1-Motivasyonu sağlayan etkenlerin başında çalışmayı ihtiyaç olarak görmek gelir. Eğer çalışma sonucunda elde edilecek olanlar önemli bir ihtiyaç olarak görülürse kili bu ihtiyacı gidermek için çalışmayı kendisi isteyecektir.

2-Sınav sonucunda ulaşılacak hedef iyi belirlenmişse ve öğrenci bu hedefe ulaşmak istiyorsa hedefi düşünmesi onu çalışmaya motive edecektir. Hedefe ulaştığınızda kazanacaklarınızı düşünün.
3-Çalışma sonucunda bir ödül belirleme de motivasyona katkı sağlar.
4- Merak, motivasyonu sağlar. Bu nedenle çalışılacak dersle ilgili sizi meraklandıracak konular araştırın.
5- İlgi motivasyonu artırır. Derslerin ilgilendiğiniz kısımlarının üzerinde durun. Daha sonra ilgi alanlarınızı genişletin.



B A Ş A R M A K
"Engeller, gözünüzü hedeften ayırdığınız zaman ortaya çıkan korkunç şeylerdir."
Henry FORD
Çocuk, güven ve sevgi ister. Anne baba, itaat bekler. Bir işadamı, diğer insanlarla iş yapabilmeyi ister. Eşler, birbirinden sevgi ve ilgi ister. Patronlar, sadakat, üretim ve işbirliği ister. Çalışan, emeğinin karşılığının verilmesini bekler. Her insan, başarı ve mutluluk ister. Ancak başarı ve mutluluk kolay elde edilip, kolay yaşanmaz.
*Çalışmak için uygun bir yer ve zaman aramayınız; çünkü her yer ve zaman çalışmak için uygundur.
*Bugünün işini yarına bırakmayın, zira her günün işi kendine yetecek kadardır.
*Belli bir zaman diliminde bir işi en iyi şekilde yapmaya çalışın.
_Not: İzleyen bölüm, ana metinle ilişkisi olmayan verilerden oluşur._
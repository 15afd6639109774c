//! 单臂监视器
//!
//! 每只手臂一个后台线程，负责串口连接的完整生命周期：
//!
//! ```text
//!            ┌──────── 连接失败（等待 retry_delay）───────┐
//!            ▼                                           │
//! Disconnected ──connect(handshake)──▶ Connected ──读取失败──┘
//!            ▲                           │
//!            └──────── pause() ──────────┘   （Paused 期间不触碰串口）
//! ```
//!
//! # 锁
//!
//! - 总线槽 `Mutex<Option<Box<dyn ServoBus>>>`：串行化轮询线程与运动流水线的所有 IO，
//!   同时也是该手臂唯一的独占点（`pause()` 必须获取它）
//! - 快照 `RwLock<SingleArmStatus>`：只在 IO 完成后短暂持有

use crate::builder::{MonitorBuilder, MonitorConfig};
use crate::error::DriverError;
use crate::metrics::{MetricsSnapshot, MonitorMetrics};
use crate::mode::{AtomicMonitorMode, MonitorMode};
use crate::state::SingleArmStatus;
use crossbeam_channel::{Receiver, RecvTimeoutError, Sender};
use lumo_bus::{BusFactory, ServoBus};
use lumo_protocol::{ArmRole, Register};
use parking_lot::{Mutex, RwLock};
use std::sync::Arc;
use std::sync::atomic::Ordering;
use std::thread::{JoinHandle, spawn};
use std::time::Duration;
use tracing::{debug, error, info, trace, warn};

/// JoinHandle::join with timeout
trait JoinTimeout {
    fn join_timeout(self, timeout: Duration) -> std::thread::Result<()>;
}

impl<T: Send + 'static> JoinTimeout for JoinHandle<T> {
    fn join_timeout(self, timeout: Duration) -> std::thread::Result<()> {
        use std::sync::mpsc;

        let (tx, rx) = mpsc::channel();

        // watchdog 线程负责 join，超时后继续在后台等待
        spawn(move || {
            let result = self.join();
            let _ = tx.send(result);
        });

        match rx.recv_timeout(timeout) {
            Ok(join_result) => join_result.map(|_| ()),
            Err(mpsc::RecvTimeoutError::Timeout) => Err(Box::new(std::io::Error::new(
                std::io::ErrorKind::TimedOut,
                "Thread join timeout",
            ))),
            Err(mpsc::RecvTimeoutError::Disconnected) => Err(Box::new(std::io::Error::new(
                std::io::ErrorKind::ConnectionReset,
                "Thread panicked during join",
            ))),
        }
    }
}

/// 监视器生命周期
#[derive(Debug, Clone, Copy, PartialEq, Eq)]
pub enum MonitorLifecycle {
    /// 已构造，线程未启动
    Idle,
    Running,
    /// 已停止（不可重启）
    Stopped,
}

struct Control {
    lifecycle: MonitorLifecycle,
    // drop 即通知线程退出
    shutdown_tx: Option<Sender<()>>,
    thread: Option<JoinHandle<()>>,
}

/// 轮询线程与外部调用者共享的状态
struct Shared {
    role: ArmRole,
    port: String,
    config: MonitorConfig,
    factory: Arc<dyn BusFactory>,
    bus: Mutex<Option<Box<dyn ServoBus>>>,
    status: RwLock<SingleArmStatus>,
    mode: AtomicMonitorMode,
    metrics: MonitorMetrics,
}

impl Shared {
    fn publish_offline(&self) {
        *self.status.write() = SingleArmStatus::offline(&self.port);
    }

    /// 断开并丢弃当前总线（不改变扭矩状态，错误忽略）
    fn release(&self, slot: &mut Option<Box<dyn ServoBus>>, reason: &str) {
        if let Some(mut bus) = slot.take() {
            if let Err(e) = bus.disconnect(false) {
                debug!("{} arm: disconnect on {} failed ({}): {}", self.role, self.port, reason, e);
            }
            MonitorMetrics::incr(&self.metrics.disconnects);
            debug!("{} arm: released {} ({})", self.role, self.port, reason);
        }
        self.publish_offline();
    }

    /// 执行一轮轮询，返回下一轮前的等待时间
    fn tick(&self, failures: &mut u64) -> Duration {
        if self.mode.is_paused() {
            return self.config.poll_interval;
        }

        let mut slot = self.bus.lock();
        // 等锁期间可能已被暂停
        if self.mode.is_paused() {
            return self.config.poll_interval;
        }

        if slot.is_none() {
            MonitorMetrics::incr(&self.metrics.connect_attempts);
            let mut bus = self.factory.create(&self.port, self.role);
            if let Err(e) = bus.connect(true) {
                MonitorMetrics::incr(&self.metrics.connect_failures);
                if *failures == 0 {
                    warn!("{} arm: cannot connect on {}: {}", self.role, self.port, e);
                } else {
                    debug!("{} arm: connect retry {} on {} failed: {}", self.role, failures, self.port, e);
                }
                *failures += 1;
                return self.config.retry_delay;
            }

            // pause() 可能在连接期间发生：在锁内重新检查
            if self.mode.is_paused() {
                if let Err(e) = bus.disconnect(false) {
                    debug!("{} arm: disconnect after paused connect failed: {}", self.role, e);
                }
                return self.config.poll_interval;
            }

            info!("{} arm connected on {}", self.role, self.port);
            *failures = 0;
            *slot = Some(bus);
        }

        let Some(bus) = slot.as_mut() else {
            return self.config.poll_interval;
        };

        match bus.sync_read(Register::PresentPosition) {
            Ok(positions) => {
                MonitorMetrics::incr(&self.metrics.polls);
                trace!("{} arm positions: {:?}", self.role, positions);
                *self.status.write() = SingleArmStatus::online(&self.port, &positions);
            },
            Err(e) => {
                MonitorMetrics::incr(&self.metrics.read_failures);
                warn!("{} arm: read failed on {}, reconnecting: {}", self.role, self.port, e);
                self.release(&mut slot, "read failure");
            },
        }
        self.config.poll_interval
    }

    fn run(self: Arc<Self>, shutdown: Receiver<()>) {
        info!("{} arm monitor started on {}", self.role, self.port);
        let mut failures = 0u64;
        loop {
            let delay = self.tick(&mut failures);
            match shutdown.recv_timeout(delay) {
                Err(RecvTimeoutError::Timeout) => continue,
                Ok(()) | Err(RecvTimeoutError::Disconnected) => break,
            }
        }
        self.release(&mut self.bus.lock(), "monitor stopped");
        info!("{} arm monitor stopped on {}", self.role, self.port);
    }
}

/// 单臂监视器
///
/// 由 [`DualArm`](crate::DualArm) 持有；drop 时自动停止。
pub struct ArmMonitor {
    shared: Arc<Shared>,
    control: Mutex<Control>,
}

impl ArmMonitor {
    /// 创建监视器（不启动线程，不做任何 IO）
    pub fn new(
        role: ArmRole,
        port: impl Into<String>,
        factory: Arc<dyn BusFactory>,
        config: MonitorConfig,
    ) -> Self {
        let port = port.into();
        Self {
            shared: Arc::new(Shared {
                role,
                status: RwLock::new(SingleArmStatus::offline(&port)),
                port,
                config,
                factory,
                bus: Mutex::new(None),
                mode: AtomicMonitorMode::new(MonitorMode::Active),
                metrics: MonitorMetrics::new(),
            }),
            control: Mutex::new(Control {
                lifecycle: MonitorLifecycle::Idle,
                shutdown_tx: None,
                thread: None,
            }),
        }
    }

    pub fn builder(role: ArmRole) -> MonitorBuilder {
        MonitorBuilder::new(role)
    }

    /// 启动轮询线程
    ///
    /// 已运行时为空操作；已停止的监视器不能重启。
    pub fn start(&self) -> Result<(), DriverError> {
        let mut control = self.control.lock();
        match control.lifecycle {
            MonitorLifecycle::Running => return Ok(()),
            MonitorLifecycle::Stopped => {
                return Err(DriverError::MonitorThread(format!(
                    "{} monitor on {} was stopped and cannot be restarted",
                    self.shared.role, self.shared.port
                )));
            },
            MonitorLifecycle::Idle => {},
        }

        let (shutdown_tx, shutdown_rx) = crossbeam_channel::bounded(0);
        let shared = self.shared.clone();
        let handle = std::thread::Builder::new()
            .name(format!("lumo-monitor-{}", self.shared.role))
            .spawn(move || shared.run(shutdown_rx))
            .map_err(|e| DriverError::MonitorThread(e.to_string()))?;

        control.shutdown_tx = Some(shutdown_tx);
        control.thread = Some(handle);
        control.lifecycle = MonitorLifecycle::Running;
        Ok(())
    }

    /// 让出串口
    ///
    /// 返回时串口已关闭（等待进行中的 IO 完成），扭矩状态不变。幂等。
    pub fn pause(&self) {
        let previous = self.shared.mode.swap(MonitorMode::Paused, Ordering::AcqRel);
        let mut slot = self.shared.bus.lock();
        self.shared.release(&mut slot, "paused");
        if !previous.is_paused() {
            info!("{} arm monitor paused, {} released", self.shared.role, self.shared.port);
        }
    }

    /// 恢复轮询（下一轮重新连接）
    pub fn resume(&self) {
        let previous = self.shared.mode.swap(MonitorMode::Active, Ordering::AcqRel);
        if previous.is_paused() {
            info!("{} arm monitor resumed on {}", self.shared.role, self.shared.port);
        }
    }

    /// 停止线程并释放串口
    ///
    /// 只有第一次调用生效。
    pub fn stop(&self) {
        let (shutdown_tx, thread) = {
            let mut control = self.control.lock();
            if control.lifecycle == MonitorLifecycle::Stopped {
                return;
            }
            control.lifecycle = MonitorLifecycle::Stopped;
            (control.shutdown_tx.take(), control.thread.take())
        };

        drop(shutdown_tx);
        if let Some(handle) = thread
            && let Err(_e) = handle.join_timeout(self.shared.config.join_timeout)
        {
            error!(
                "{} monitor thread panicked or failed to shut down within {:?}",
                self.shared.role, self.shared.config.join_timeout
            );
        }

        // 线程未启动或未能及时退出时由这里兜底释放
        if let Some(mut slot) = self.shared.bus.try_lock_for(self.shared.config.join_timeout) {
            self.shared.release(&mut slot, "monitor stopped");
        }
    }

    /// 当前状态快照
    pub fn status(&self) -> SingleArmStatus {
        self.shared.status.read().clone()
    }

    pub fn is_connected(&self) -> bool {
        self.shared.status.read().connected()
    }

    pub fn is_paused(&self) -> bool {
        self.shared.mode.is_paused()
    }

    pub fn port(&self) -> &str {
        &self.shared.port
    }

    pub fn role(&self) -> ArmRole {
        self.shared.role
    }

    pub fn lifecycle(&self) -> MonitorLifecycle {
        self.control.lock().lifecycle
    }

    pub fn metrics(&self) -> MetricsSnapshot {
        self.shared.metrics.snapshot()
    }

    /// 在总线锁内使用已连接的总线
    ///
    /// 未连接或已暂停时返回 `Offline`，且不触碰任何总线。
    /// 持锁期间轮询线程与 `pause()` 都会等待。
    pub fn with_bus<R>(&self, f: impl FnOnce(&mut dyn ServoBus) -> R) -> Result<R, DriverError> {
        let offline = || DriverError::Offline {
            role: self.shared.role,
        };
        if self.shared.mode.is_paused() {
            return Err(offline());
        }
        let mut slot = self.shared.bus.lock();
        match slot.as_mut() {
            Some(bus) if bus.is_connected() => Ok(f(bus.as_mut())),
            _ => Err(offline()),
        }
    }
}

impl Drop for ArmMonitor {
    fn drop(&mut self) {
        self.stop();
    }
}

impl std::fmt::Debug for ArmMonitor {
    fn fmt(&self, f: &mut std::fmt::Formatter<'_>) -> std::fmt::Result {
        f.debug_struct("ArmMonitor")
            .field("role", &self.shared.role)
            .field("port", &self.shared.port)
            .field("lifecycle", &self.lifecycle())
            .field("paused", &self.is_paused())
            .finish()
    }
}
Öyle ki dikkatiniz ve kuvvetiniz dağılıp gitmesin.
*Karşınıza çıkan zorlukları veya engelleri önce küçük küçük parçalara ayırın, sonra her bir parçayı yenmeye çalışın.
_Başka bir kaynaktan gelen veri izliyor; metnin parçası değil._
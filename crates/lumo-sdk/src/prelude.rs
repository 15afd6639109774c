//! 常用类型一次导入
//!
//! ```
//! use lumo_sdk::prelude::*;
//! ```

pub use lumo_client::{ArmError, ArmService, JointMoveReport, JointMoveRequest};
pub use lumo_control::{ArmHandoff, LerobotCommand, LerobotContext, ManagedProcess, RecordOptions};
pub use lumo_driver::{DualArm, DualArmStatus, LegacyArmStatus, MonitorConfig, SingleArmStatus};
pub use lumo_protocol::{ArmRole, JointArray, JointName};
pub use lumo_tools::{CalibrationStore, JointLimit, LumoSettings, RoleLimits, RuntimeConfig};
*Bir engeli aşmadan diğerine asla geçmeyin. Yaptığınız işten yorulduysanız ya o anki işinizi değiştirin veya çalışma hızınızı yavaşlatın; fakat asla boş durmayın.
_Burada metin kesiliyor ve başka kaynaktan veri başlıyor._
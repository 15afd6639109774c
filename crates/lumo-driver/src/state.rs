//! 手臂状态快照
//!
//! 轮询线程每次读取成功后整体替换快照；读者拿到的总是一份完整的副本。

use lumo_protocol::{ArmRole, JointArray};
use serde::Serialize;

/// 单关节采样（`None` 表示未知）
#[derive(Debug, Clone, Copy, PartialEq, Default, Serialize)]
pub struct JointSample {
    #[serde(rename = "pos")]
    pub position: Option<f64>,
    pub load: Option<f64>,
}

impl JointSample {
    pub const UNKNOWN: JointSample = JointSample {
        position: None,
        load: None,
    };

    pub fn at(position: Option<f64>) -> Self {
        Self {
            position,
            load: None,
        }
    }
}

/// 所有关节的采样
pub type JointsMap = JointArray<JointSample>;

/// 单臂状态
///
/// `connected == false` 时所有关节一定为未知（只能通过构造函数创建）。
#[derive(Debug, Clone, PartialEq, Serialize)]
pub struct SingleArmStatus {
    connected: bool,
    port: String,
    joints: JointsMap,
}

impl SingleArmStatus {
    pub fn offline(port: impl Into<String>) -> Self {
        Self {
            connected: false,
            port: port.into(),
            joints: JointArray::splat(JointSample::UNKNOWN),
        }
    }

    pub fn online(port: impl Into<String>, positions: &JointArray<Option<f64>>) -> Self {
        Self {
            connected: true,
            port: port.into(),
            joints: positions.map(|_, position| JointSample::at(*position)),
        }
    }

    pub fn connected(&self) -> bool {
        self.connected
    }

    pub fn port(&self) -> &str {
        &self.port
    }

    pub fn joints(&self) -> &JointsMap {
        &self.joints
    }

    /// 所有关节位置（任一缺失时为 `None`）
    pub fn positions(&self) -> Option<JointArray<f64>> {
        self.joints.map(|_, sample| sample.position).transpose()
    }
}

/// 双臂状态
#[derive(Debug, Clone, PartialEq, Serialize)]
pub struct DualArmStatus {
    pub leader: SingleArmStatus,
    pub follower: SingleArmStatus,
}

impl DualArmStatus {
    pub fn get(&self, role: ArmRole) -> &SingleArmStatus {
        match role {
            ArmRole::Leader => &self.leader,
            ArmRole::Follower => &self.follower,
        }
    }
}

/// 旧版单臂状态（由从臂投影）
#[derive(Debug, Clone, PartialEq, Serialize)]
pub struct LegacyArmStatus {
    pub connected: bool,
    pub message: String,
    pub joints: JointsMap,
}

impl From<&SingleArmStatus> for LegacyArmStatus {
    fn from(status: &SingleArmStatus) -> Self {
        let message = if status.connected {
            format!("Arm connected on {}", status.port)
        } else {
            format!("Arm not connected - port {} not available", status.port)
        };
        Self {
            connected: status.connected,
            message,
            joints: status.joints,
        }
    }
}
//! 执行模式

pub mod oneshot;
//! # Lumo Client
//!
//! 面向 API 层的接口：
//! - `motion`: 安全单关节运动流水线（先读当前位置，整表写入目标位置，最后使能扭矩）
//! - `service`: `ArmService` 门面（显式构造后注入 API 层，无全局单例）

mod error;
pub mod motion;
pub mod service;

pub use error::ArmError;
pub use motion::{JointMoveReport, JointMoveRequest, goal_velocity};
pub use service::ArmService;
//! 监视器模式定义
//!
//! 暂停标志叠加在连接状态机之上：暂停期间轮询线程不触碰串口，
//! 外部进程（遥操作 / 录制）可以独占该端口。

use std::sync::atomic::{AtomicU8, Ordering};

/// 监视器模式
#[derive(Debug, Clone, Copy, PartialEq, Eq, Default)]
#[repr(u8)]
pub enum MonitorMode {
    /// 正常轮询（默认）
    #[default]
    Active = 0,

    /// 已让出串口
    Paused = 1,
}

impl MonitorMode {
    /// 无效值视为 Active
    pub fn from_u8(value: u8) -> Self {
        match value {
            1 => Self::Paused,
            _ => Self::Active,
        }
    }

    pub fn as_u8(self) -> u8 {
        self as u8
    }

    pub fn is_paused(self) -> bool {
        self == Self::Paused
    }
}

/// 监视器模式（原子版本，用于线程间共享）
///
/// 暂停一侧必须先写标志、再获取总线锁；
/// 轮询线程在总线锁内重新检查标志。
#[derive(Debug)]
pub struct AtomicMonitorMode {
    inner: AtomicU8,
}

impl AtomicMonitorMode {
    pub fn new(mode: MonitorMode) -> Self {
        Self {
            inner: AtomicU8::new(mode.as_u8()),
        }
    }

    pub fn get(&self, ordering: Ordering) -> MonitorMode {
        MonitorMode::from_u8(self.inner.load(ordering))
    }

    pub fn set(&self, mode: MonitorMode, ordering: Ordering) {
        self.inner.store(mode.as_u8(), ordering);
    }

    /// 设置新模式并返回旧模式
    pub fn swap(&self, mode: MonitorMode, ordering: Ordering) -> MonitorMode {
        MonitorMode::from_u8(self.inner.swap(mode.as_u8(), ordering))
    }

    pub fn is_paused(&self) -> bool {
        self.get(Ordering::Acquire).is_paused()
    }
}

impl Default for AtomicMonitorMode {
    fn default() -> Self {
        Self::new(MonitorMode::Active)
    }
}

#[cfg(test)]
mod tests {
    use super::*;

    #[test]
    fn test_from_u8() {
        assert_eq!(MonitorMode::from_u8(0), MonitorMode::Active);
        assert_eq!(MonitorMode::from_u8(1), MonitorMode::Paused);
        assert_eq!(MonitorMode::from_u8(255), MonitorMode::Active); // 无效值
    }

    #[test]
    fn test_atomic_mode() {
        let mode = AtomicMonitorMode::default();
        assert!(!mode.is_paused());

        assert_eq!(mode.swap(MonitorMode::Paused, Ordering::AcqRel), MonitorMode::Active);
        assert!(mode.is_paused());

        mode.set(MonitorMode::Active, Ordering::Release);
        assert_eq!(mode.get(Ordering::Acquire), MonitorMode::Active);
    }
}
//! 命令定义和实现

pub mod calibration;
pub mod config;
pub mod r#move;
pub mod record;
pub mod status;

pub use calibration::CalibrationCommand;
pub use config::ConfigCommand;
pub use r#move::MoveCommand;
pub use record::RecordCommand;
pub use status::StatusCommand;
*Çalışmaya başladığınızda acele etmeyin, telaş etmeyin; öğrenerek ve öğrendiklerinizi sindirerek ilerleyin.
*İşinizle ilgili en küçük bir noktayı bile küçümsemeyin, ihmal etmeyin, küçük ihmaller büyük zararlara yol açar.
*Zihninizin algılama gücünün en yüksek olduğu saatleri araştırıp bulun ve çalışmalarınızın en yoğun kısmını bu zaman dilimlerinde gerçekleştirin.
Thomas Edison'a Göre Başarıya Ulaşmanın Sırları:
*Kişi, neyi gerçekleştirmek istiyorsa, gerçekleştirmek istediği şeyle ilgili kesin bilgiler elde etmelidir.
*Kişi, ulaşmak istediği hedefe aklıyla odaklanmalı ve hedefine ulaşmak için o konuda edindiği ve de edinebileceği bütün bilgileri kullanmalıdır.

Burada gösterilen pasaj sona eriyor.